### Instructions to follow
Return a copy of every line in the records that includes the word "loaded".
Extracted information: Begin
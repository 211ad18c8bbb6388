use event_budget_workflow::{
    event_management::domain::{
        model::{
            commands::{
                complete_event_command::CompleteEventCommand,
                create_event_command::CreateEventCommand,
                update_event_command::UpdateEventCommand,
            },
            enums::{event_status::EventStatus, event_type::EventType},
            queries::{get_event_query::GetEventQuery, list_events_query::ListEventsQuery},
        },
        services::{
            event_command_service::EventCommandService, event_query_service::EventQueryService,
        },
    },
    notifications::domain::model::events::workflow_outcome::WorkflowOutcome,
    iam_integration::domain::model::entities::principal::Principal,
    shared::domain::model::enums::workflow_domain_error::WorkflowDomainError,
};
use uuid::Uuid;

use crate::support::{
    create_workflow_harness,
    fixtures::{
        COORDINATOR_ID, FINANCE_ID, OTHER_COORDINATOR_ID, admin, coordinator,
        create_event_command, event_lead, facilities, finance, other_coordinator, workshop_lead,
    },
};

#[tokio::test]
async fn created_event_starts_pending_in_the_first_review_cycle() {
    let harness = create_workflow_harness();

    let event = harness
        .event_commands
        .handle_create(create_event_command(event_lead(), Some(COORDINATOR_ID)))
        .await
        .expect("event created");

    assert_eq!(event.status(), EventStatus::Pending);
    assert_eq!(event.review_cycle(), 1);
    assert_eq!(event.creator_id(), event_lead().id());
    assert_eq!(event.coordinator_id(), Some(coordinator().id()));
    assert_eq!(event.venue_id(), None);
    assert_eq!(harness.store.event(event.id()), Some(event.clone()));

    let published = harness.notifications.published();
    assert!(matches!(
        published.as_slice(),
        [WorkflowOutcome::EventCreated { subject }] if subject.event_id == event.id()
    ));
}

#[tokio::test]
async fn coordinator_must_hold_a_coordinator_role() {
    let harness = create_workflow_harness();

    let error = harness
        .event_commands
        .handle_create(create_event_command(event_lead(), Some(FINANCE_ID)))
        .await
        .expect_err("finance cannot coordinate");

    assert!(matches!(error, WorkflowDomainError::InvalidInput(_)));
    assert_eq!(harness.store.event_count(), 0);
    assert!(harness.notifications.published().is_empty());
}

#[tokio::test]
async fn unknown_coordinator_is_rejected() {
    let harness = create_workflow_harness();

    let error = harness
        .event_commands
        .handle_create(create_event_command(
            event_lead(),
            Some("0190a0ff-0000-7000-8000-000000000000"),
        ))
        .await
        .expect_err("coordinator not in directory");

    assert!(matches!(error, WorkflowDomainError::InvalidInput(_)));
}

#[tokio::test]
async fn finance_cannot_create_events() {
    let harness = create_workflow_harness();

    let error = harness
        .event_commands
        .handle_create(create_event_command(finance(), None))
        .await
        .expect_err("finance may not create");

    assert!(matches!(error, WorkflowDomainError::Unauthorized(_)));
    assert_eq!(harness.store.event_count(), 0);
}

#[test]
fn create_command_validates_its_fields() {
    let blank_name = CreateEventCommand::new(
        event_lead(),
        "   ".to_string(),
        "technical",
        None,
        None,
        None,
        None,
    );
    let unknown_type = CreateEventCommand::new(
        event_lead(),
        "Quiz Night".to_string(),
        "party",
        None,
        None,
        None,
        None,
    );
    let bad_participants = CreateEventCommand::new(
        event_lead(),
        "Quiz Night".to_string(),
        "cultural",
        None,
        Some(0),
        None,
        None,
    );
    let bad_date = CreateEventCommand::new(
        event_lead(),
        "Quiz Night".to_string(),
        "cultural",
        None,
        None,
        Some("next friday"),
        None,
    );

    for result in [blank_name, unknown_type, bad_participants, bad_date] {
        assert!(matches!(result, Err(WorkflowDomainError::InvalidInput(_))));
    }
}

#[tokio::test]
async fn listing_is_scoped_by_role() {
    let harness = create_workflow_harness();
    let lead_event = harness.pending_event().await;
    let workshop_event = harness
        .event_commands
        .handle_create(create_event_command(workshop_lead(), Some(OTHER_COORDINATOR_ID)))
        .await
        .expect("event created");

    let lead_view = harness
        .event_queries
        .handle_list(ListEventsQuery::new(event_lead(), None))
        .await
        .expect("list");
    let coordinator_view = harness
        .event_queries
        .handle_list(ListEventsQuery::new(other_coordinator(), None))
        .await
        .expect("list");
    let finance_view = harness
        .event_queries
        .handle_list(ListEventsQuery::new(finance(), None))
        .await
        .expect("list");

    assert_eq!(
        lead_view.iter().map(|e| e.id()).collect::<Vec<_>>(),
        vec![lead_event.id()]
    );
    assert_eq!(
        coordinator_view.iter().map(|e| e.id()).collect::<Vec<_>>(),
        vec![workshop_event.id()]
    );
    assert_eq!(finance_view.len(), 2);
}

#[tokio::test]
async fn listing_filters_by_status() {
    let harness = create_workflow_harness();
    let approved = harness.approved_event().await;
    harness.pending_event().await;

    let approved_only = harness
        .event_queries
        .handle_list(ListEventsQuery::new(facilities(), Some(EventStatus::Approved)))
        .await
        .expect("list");

    assert_eq!(
        approved_only.iter().map(|e| e.id()).collect::<Vec<_>>(),
        vec![approved.id()]
    );
}

#[tokio::test]
async fn foreign_team_lead_cannot_read_the_event() {
    let harness = create_workflow_harness();
    let event = harness.pending_event().await;

    let error = harness
        .event_queries
        .handle_get(GetEventQuery::new(workshop_lead(), event.id()))
        .await
        .expect_err("not the creator");

    assert!(matches!(error, WorkflowDomainError::Unauthorized(_)));
}

#[tokio::test]
async fn missing_event_is_not_found() {
    let harness = create_workflow_harness();

    let error = harness
        .event_queries
        .handle_get(GetEventQuery::new(admin(), uuid::Uuid::now_v7()))
        .await
        .expect_err("no such event");

    assert_eq!(error, WorkflowDomainError::NotFound("event".to_string()));
}

#[tokio::test]
async fn only_approved_events_can_be_completed_by_an_administrator() {
    let harness = create_workflow_harness();
    let pending = harness.pending_event().await;
    let approved = harness.approved_event().await;

    let not_admin = harness
        .event_commands
        .handle_complete(CompleteEventCommand::new(event_lead(), approved.id()))
        .await
        .expect_err("lead cannot complete");
    let still_pending = harness
        .event_commands
        .handle_complete(CompleteEventCommand::new(admin(), pending.id()))
        .await
        .expect_err("pending cannot complete");
    let completed = harness
        .event_commands
        .handle_complete(CompleteEventCommand::new(admin(), approved.id()))
        .await
        .expect("approved event completes");

    assert!(matches!(not_admin, WorkflowDomainError::Unauthorized(_)));
    assert!(matches!(still_pending, WorkflowDomainError::InvalidState(_)));
    assert_eq!(completed.status(), EventStatus::Completed);
}

#[tokio::test]
async fn transient_read_failures_are_retried() {
    let harness = create_workflow_harness();
    let event = harness.pending_event().await;
    harness.store.fail_next_event_reads(2);
    let reads_before = harness.store.event_read_calls();

    let loaded = harness
        .event_queries
        .handle_get(GetEventQuery::new(event_lead(), event.id()))
        .await
        .expect("third attempt succeeds");

    assert_eq!(loaded.id(), event.id());
    assert_eq!(harness.store.event_read_calls() - reads_before, 3);
}

#[tokio::test]
async fn read_failures_beyond_the_budget_surface_as_system_failure() {
    let harness = create_workflow_harness();
    let event = harness.pending_event().await;
    harness.store.fail_next_event_reads(5);

    let error = harness
        .event_queries
        .handle_get(GetEventQuery::new(event_lead(), event.id()))
        .await
        .expect_err("retries exhausted");

    assert!(matches!(error, WorkflowDomainError::SystemFailure(_)));
}

fn rename(principal: Principal, event_id: Uuid, name: &str) -> UpdateEventCommand {
    UpdateEventCommand::new(
        principal,
        event_id,
        Some(name.to_string()),
        None,
        None,
        None,
        None,
        None,
    )
    .expect("valid update command")
}

#[tokio::test]
async fn creator_edits_pending_event_and_keeps_untouched_fields() {
    let harness = create_workflow_harness();
    let event = harness.pending_event().await;

    let command = UpdateEventCommand::new(
        event_lead(),
        event.id(),
        None,
        Some("cultural"),
        None,
        Some(300),
        None,
        Some(OTHER_COORDINATOR_ID),
    )
    .expect("valid update command");

    let updated = harness
        .event_commands
        .handle_update(command)
        .await
        .expect("creator may edit while pending");

    assert_eq!(updated.details().name().value(), "Robotics Hackathon");
    assert_eq!(updated.details().event_type(), EventType::Cultural);
    assert_eq!(updated.details().expected_participants(), Some(300));
    assert_eq!(updated.details().description(), Some("Two day build sprint"));
    assert_eq!(updated.details().scheduled_at(), event.details().scheduled_at());
    assert_eq!(updated.coordinator_id(), Some(other_coordinator().id()));
    assert_eq!(updated.status(), EventStatus::Pending);
    assert_eq!(updated.review_cycle(), event.review_cycle());
    assert_eq!(harness.store.event(event.id()), Some(updated));
}

#[tokio::test]
async fn only_the_creating_team_lead_may_edit() {
    let harness = create_workflow_harness();
    let event = harness.pending_event().await;

    for principal in [workshop_lead(), finance(), coordinator()] {
        let error = harness
            .event_commands
            .handle_update(rename(principal, event.id(), "Renamed"))
            .await
            .expect_err("not the creator");
        assert!(matches!(error, WorkflowDomainError::Unauthorized(_)));
    }

    let by_admin = harness
        .event_commands
        .handle_update(rename(admin(), event.id(), "Renamed by admin"))
        .await
        .expect("administrator override");
    assert_eq!(by_admin.details().name().value(), "Renamed by admin");
}

#[tokio::test]
async fn decided_events_can_no_longer_be_edited() {
    let harness = create_workflow_harness();
    let approved = harness.approved_event().await;
    let rejected = harness.rejected_event().await;

    for event in [approved, rejected] {
        let error = harness
            .event_commands
            .handle_update(rename(event_lead(), event.id(), "Too late"))
            .await
            .expect_err("event already decided");
        assert!(matches!(error, WorkflowDomainError::InvalidState(_)));
        assert_eq!(
            harness.store.event(event.id()).expect("stored").details().name().value(),
            "Robotics Hackathon"
        );
    }
}

#[tokio::test]
async fn edit_checks_the_new_coordinator_and_the_event() {
    let harness = create_workflow_harness();
    let event = harness.pending_event().await;

    let bad_coordinator = UpdateEventCommand::new(
        event_lead(),
        event.id(),
        None,
        None,
        None,
        None,
        None,
        Some(FINANCE_ID),
    )
    .expect("well formed");
    let error = harness
        .event_commands
        .handle_update(bad_coordinator)
        .await
        .expect_err("finance cannot coordinate");
    assert!(matches!(error, WorkflowDomainError::InvalidInput(_)));

    let error = harness
        .event_commands
        .handle_update(rename(event_lead(), Uuid::now_v7(), "Ghost"))
        .await
        .expect_err("no such event");
    assert!(matches!(error, WorkflowDomainError::NotFound(_)));
}

#[test]
fn update_command_needs_at_least_one_valid_field() {
    let empty = UpdateEventCommand::new(event_lead(), Uuid::now_v7(), None, None, None, None, None, None);
    assert!(matches!(empty, Err(WorkflowDomainError::InvalidInput(_))));

    let blank_name = UpdateEventCommand::new(
        event_lead(),
        Uuid::now_v7(),
        Some("   ".to_string()),
        None,
        None,
        None,
        None,
        None,
    );
    assert!(matches!(blank_name, Err(WorkflowDomainError::InvalidInput(_))));

    let zero_participants = UpdateEventCommand::new(
        event_lead(),
        Uuid::now_v7(),
        None,
        None,
        None,
        Some(0),
        None,
        None,
    )
    .expect("range is checked against the merged details");
    let event_details = create_event_command(event_lead(), None).details().clone();
    assert!(matches!(
        zero_participants.merge_into(&event_details),
        Err(WorkflowDomainError::InvalidInput(_))
    ));
}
Extracted information: End
### Completed exercise
    let loaded = harness
    assert_eq!(loaded.id(), event.id());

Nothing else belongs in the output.